J'ajoute que l'Association des maires de France n'est pas favorable à l'extension des pouvoirs de police, en particulier dans les propriétés privées, car cela augmenterait les risques de contentieux, ce qui rendrait encore plus difficile l'exercice du mandat, en particulier pour les petites communes qui ne disposent pas de service juridique.
Après avoir évalué les différentes hypothèses, il m'a semblé opportun de proposer une solution alternative, consistant, d'une part, à rappeler aux maires les pouvoirs dont ils disposent en matière de lutte contre les espèces exotiques envahissantes et les frelons asiatiques en particulier et, d'autre part, à consacrer la possibilité pour les maires de saisir le préfet de département lorsqu'ils détectent des espèces exotiques envahissantes sur le territoire communal. L'amendement que j'ai déposé en ce sens énonce ainsi que « lorsqu'il constate la présence dans le milieu naturel d'une ou plusieurs espèces mentionnées aux articles L.411-5 ou L. 411-6, le maire peut en aviser l'autorité administrative mentionnée au premier alinéa du présent article ».

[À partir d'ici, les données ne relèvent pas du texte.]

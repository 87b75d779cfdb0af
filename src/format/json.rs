//! JSON and JSON Lines output formatters

use serde::Serialize;
use serde_json::json;

use super::ReportFormatter;
use crate::analysis::{AnalysisState, MethodReport};
use crate::ReclaimError;

/// Serializable method report for JSON output
#[derive(Serialize)]
struct ReportJson<'a> {
    /// Entry address of the method
    address: String,
    /// Managed signature
    method: &'a str,
    state: AnalysisState,
    instruction_count: usize,
    #[serde(skip_serializing_if = "Option::is_none")]
    block_count: Option<usize>,
    /// Action summaries, bookkeeping included
    actions: &'a [String],
    /// Pseudocode, one entry per line
    pseudocode: Vec<&'a str>,
    #[serde(skip_serializing_if = "Option::is_none")]
    bytecode: Option<Vec<String>>,
    /// Why bytecode is missing, when it was requested
    #[serde(skip_serializing_if = "Option::is_none")]
    bytecode_error: Option<String>,
    diagnostics: Vec<String>,
}

/// Counts for the whole run
#[derive(Serialize)]
struct SummaryJson {
    methods: usize,
    emittable: usize,
    tainted: usize,
}

/// Serializable run for JSON output
#[derive(Serialize)]
struct RunJson<'a> {
    summary: SummaryJson,
    methods: Vec<ReportJson<'a>>,
}

impl ReportFormatter for super::JsonFormatter {
    fn format(&self, reports: &[MethodReport]) -> Result<String, ReclaimError> {
        let tainted = reports.iter().filter(|r| r.is_tainted()).count();
        let emittable = reports
            .iter()
            .filter(|r| r.state == AnalysisState::Emittable)
            .count();

        let run = RunJson {
            summary: SummaryJson {
                methods: reports.len(),
                emittable,
                tainted,
            },
            methods: reports.iter().map(report_to_json).collect(),
        };

        Ok(serde_json::to_string_pretty(&run)?)
    }
}

impl ReportFormatter for super::JsonLinesFormatter {
    fn format(&self, reports: &[MethodReport]) -> Result<String, ReclaimError> {
        let mut output = String::new();

        for report in reports {
            let mut line = serde_json::to_value(report_to_json(report))?;
            if let Some(object) = line.as_object_mut() {
                object.insert("type".to_string(), json!("method"));
            }
            output.push_str(&serde_json::to_string(&line)?);
            output.push('\n');
        }

        Ok(output)
    }
}

/// Convert a report to its JSON mirror
fn report_to_json(report: &MethodReport) -> ReportJson<'_> {
    let (bytecode, bytecode_error) = match &report.bytecode {
        Some(Ok(instructions)) => (
            Some(instructions.iter().map(ToString::to_string).collect()),
            None,
        ),
        Some(Err(e)) => (None, Some(e.to_string())),
        None => (None, None),
    };

    ReportJson {
        address: format!("0x{:x}", report.address),
        method: &report.method,
        state: report.state,
        instruction_count: report.instruction_count,
        block_count: report.block_count,
        actions: &report.actions,
        pseudocode: report.pseudocode.lines().map(str::trim_start).collect(),
        bytecode,
        bytecode_error,
        diagnostics: report.diagnostics.iter().map(ToString::to_string).collect(),
    }
}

Cet amendement responsabilise les préfets en leur permettant de prendre les mesures pertinentes à la suite de ce signalement. Le maire aura un rôle de facilitateur et de sentinelle dans la lutte contre les espèces exotiques envahissantes. Il pourra sensibiliser et informer le public sur les risques et jouer un rôle d'intermédiaire pour permettre une action sur les propriétés privées. Il constituera aussi un maillon essentiel de la chaine de détection précoce des espèces, par ses signalements aux autorités en charge de la lutte.
En conséquence, je vous proposerai également de modifier l'intitulé de la proposition de loi pour supprimer la référence aux pouvoirs de police du maire. Cet intitulé deviendrait : « Proposition de loi visant à renforcer l'intervention du maire dans la lutte contre l'introduction et la propagation des espèces exotiques envahissantes ».